##### DATA UNDER STUDY
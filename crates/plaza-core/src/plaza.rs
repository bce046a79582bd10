//! Facade wiring one backend, one user store and every service

use plaza_backend::{Backend, HttpBackend, MemoryBackend};
use std::sync::Arc;

use crate::auth::AuthService;
use crate::chat::ChatService;
use crate::comments::CommentService;
use crate::config::PlazaConfig;
use crate::error::PlazaError;
use crate::posts::PostService;
use crate::profiles::ProfileService;
use crate::tables::social_schema;
use crate::thread::CommentThread;
use crate::types::PostId;
use crate::users::{CurrentUser, UserStore};

/// Entry point of the client
///
/// Cheap to clone; clones share the backend, the user store and readiness.
#[derive(Clone)]
pub struct Plaza {
    config: PlazaConfig,
    backend: Arc<dyn Backend>,
    users: UserStore,
    auth: AuthService,
    posts: PostService,
    comments: CommentService,
    chat: ChatService,
    profiles: ProfileService,
}

impl Plaza {
    /// Wire services over `backend` without restoring the session
    #[must_use]
    pub fn new(backend: Arc<dyn Backend>, config: PlazaConfig) -> Self {
        let users = UserStore::new();
        let profiles = ProfileService::new(Arc::clone(&backend));
        let auth = AuthService::new(Arc::clone(&backend), users.clone(), profiles.clone());
        let posts = PostService::new(Arc::clone(&backend), users.clone(), profiles.clone());
        let comments = CommentService::new(Arc::clone(&backend), users.clone(), profiles.clone());
        let chat = ChatService::new(Arc::clone(&backend), users.clone(), profiles.clone())
            .with_history_limit(config.chat_history_limit);
        Self {
            config,
            backend,
            users,
            auth,
            posts,
            comments,
            chat,
            profiles,
        }
    }

    /// Wire services and start the session restore in the background
    ///
    /// Must be called inside a tokio runtime. Await [`Plaza::ready`] to know
    /// when the restore finished.
    #[must_use]
    pub fn start(backend: Arc<dyn Backend>, config: PlazaConfig) -> Self {
        let plaza = Self::new(backend, config);
        plaza.auth.start_restore();
        tracing::info!("plaza started");
        plaza
    }

    /// Connect to the hosted backend described by `config` and start
    pub fn connect(config: PlazaConfig) -> Result<Self, PlazaError> {
        config.validate()?;
        let backend = HttpBackend::new(config.backend.clone())
            .map_err(|e| PlazaError::Initialization(e.message()))?;
        tracing::info!(url = %config.backend.base_url(), "connecting to backend");
        Ok(Self::start(Arc::new(backend), config))
    }

    /// Start over an in-memory backend with the app's schema
    #[must_use]
    pub fn in_memory(config: PlazaConfig) -> Self {
        Self::start(Arc::new(MemoryBackend::with_schema(social_schema())), config)
    }

    /// Wait for the startup restore
    pub async fn ready(&self) -> Result<Option<CurrentUser>, PlazaError> {
        self.auth.ready().await
    }

    /// Open a live comment thread for `post_id`
    pub async fn comment_thread(&self, post_id: PostId) -> CommentThread {
        CommentThread::open(self.comments.clone(), post_id).await
    }

    /// Configuration in use
    #[inline]
    #[must_use]
    pub fn config(&self) -> &PlazaConfig {
        &self.config
    }

    /// Backend in use
    #[inline]
    #[must_use]
    pub fn backend(&self) -> &Arc<dyn Backend> {
        &self.backend
    }

    /// Shared user store
    #[inline]
    #[must_use]
    pub fn users(&self) -> &UserStore {
        &self.users
    }

    /// Authentication
    #[inline]
    #[must_use]
    pub fn auth(&self) -> &AuthService {
        &self.auth
    }

    /// Posts
    #[inline]
    #[must_use]
    pub fn posts(&self) -> &PostService {
        &self.posts
    }

    /// Comments
    #[inline]
    #[must_use]
    pub fn comments(&self) -> &CommentService {
        &self.comments
    }

    /// Global chat
    #[inline]
    #[must_use]
    pub fn chat(&self) -> &ChatService {
        &self.chat
    }

    /// Profiles
    #[inline]
    #[must_use]
    pub fn profiles(&self) -> &ProfileService {
        &self.profiles
    }
}

impl std::fmt::Debug for Plaza {
    fn fmt(&self, f: &mut std::fmt::Formatter<'_>) -> std::fmt::Result {
        f.debug_struct("Plaza")
            .field("config", &self.config)
            .field("users", &self.users)
            .finish_non_exhaustive()
    }
}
##########
_ACTIVITY_: An exact restatement of the data above is required.

_OUTPUT OF THE EXERCISE_:
filename crates/plaza-core/src/plaza.rs
repository bce046a79582bd10
//! Facade wiring one backend, one user store and every service

use plaza_backend::{Backend, HttpBackend, MemoryBackend};
use std::sync::Arc;

use crate::auth::AuthService;
use crate::chat::ChatService;
use crate::comments::CommentService;
use crate::config::PlazaConfig;
use crate::error::PlazaError;
use crate::posts::PostService;
use crate::profiles::ProfileService;
use crate::tables::social_schema;
use crate::thread::CommentThread;
use crate::types::PostId;
use crate::users::{CurrentUser, UserStore};

/// Entry point of the client
///
/// Cheap to clone; clones share the backend, the user store and readiness.
#[derive(Clone)]
pub struct Plaza {
    config: PlazaConfig,
    backend: Arc<dyn Backend>,
    users: UserStore,
    auth: AuthService,
    posts: PostService,
    comments: CommentService,
    chat: ChatService,
    profiles: ProfileService,
}

impl Plaza {
    /// Wire services over `backend` without restoring the session
    #[must_use]
    pub fn new(backend: Arc<dyn Backend>, config: PlazaConfig) -> Self {
        let users = UserStore::new();
        let profiles = ProfileService::new(Arc::clone(&backend));
        let auth = AuthService::new(Arc::clone(&backend), users.clone(), profiles.clone());
        let posts = PostService::new(Arc::clone(&backend), users.clone(), profiles.clone());
        let comments = CommentService::new(Arc::clone(&backend), users.clone(), profiles.clone());
        let chat = ChatService::new(Arc::clone(&backend), users.clone(), profiles.clone())
            .with_history_limit(config.chat_history_limit);
        Self {
            config,
            backend,
            users,
            auth,
            posts,
            comments,
            chat,
            profiles,
        }
    }

    /// Wire services and start the session restore in the background
    ///
    /// Must be called inside a tokio runtime. Await [`Plaza::ready`] to know
    /// when the restore finished.
    #[must_use]
    pub fn start(backend: Arc<dyn Backend>, config: PlazaConfig) -> Self {
        let plaza = Self::new(backend, config);
        plaza.auth.start_restore();
        tracing::info!("plaza started");
        plaza
    }

    /// Connect to the hosted backend described by `config` and start
    pub fn connect(config: PlazaConfig) -> Result<Self, PlazaError> {
        config.validate()?;
        let backend = HttpBackend::new(config.backend.clone())
            .map_err(|e| PlazaError::Initialization(e.message()))?;
        tracing::info!(url = %config.backend.base_url(), "connecting to backend");
        Ok(Self::start(Arc::new(backend), config))
    }

    /// Start over an in-memory backend with the app's schema
    #[must_use]
    pub fn in_memory(config: PlazaConfig) -> Self {
        Self::start(Arc::new(MemoryBackend::with_schema(social_schema())), config)
    }

    /// Wait for the startup restore
    pub async fn ready(&self) -> Result<Option<CurrentUser>, PlazaError> {
        self.auth.ready().await
    }

    /// Open a live comment thread for `post_id`
    pub async fn comment_thread(&self, post_id: PostId) -> CommentThread {
        CommentThread::open(self.comments.clone(), post_id).await
    }

    /// Configuration in use
    #[inline]
    #[must_use]
    pub fn config(&self) -> &PlazaConfig {
        &self.config
    }

    /// Backend in use
    #[inline]
    #[must_use]
    pub fn backend(&self) -> &Arc<dyn Backend> {
        &self.backend
    }

    /// Shared user store
    #[inline]
    #[must_use]
    pub fn users(&self) -> &UserStore {
        &self.users
    }

    /// Authentication
    #[inline]
    #[must_use]
    pub fn auth(&self) -> &AuthService {
        &self.auth
    }

    /// Posts
    #[inline]
    #[must_use]
    pub fn posts(&self) -> &PostService {
        &self.posts
    }

    /// Comments
    #[inline]
    #[must_use]
    pub fn comments(&self) -> &CommentService {
        &self.comments
    }

    /// Global chat
    #[inline]
    #[must_use]
    pub fn chat(&self) -> &ChatService {
        &self.chat
    }

    /// Profiles
    #[inline]
    #[must_use]
    pub fn profiles(&self) -> &ProfileService {
        &self.profiles
    }
}

impl std::fmt::Debug for Plaza {
    fn fmt(&self, f: &mut std::fmt::Formatter<'_>) -> std::fmt::Result {
        f.debug_struct("Plaza")
            .field("config", &self.config)
            .field("users", &self.users)
            .finish_non_exhaustive()
    }
}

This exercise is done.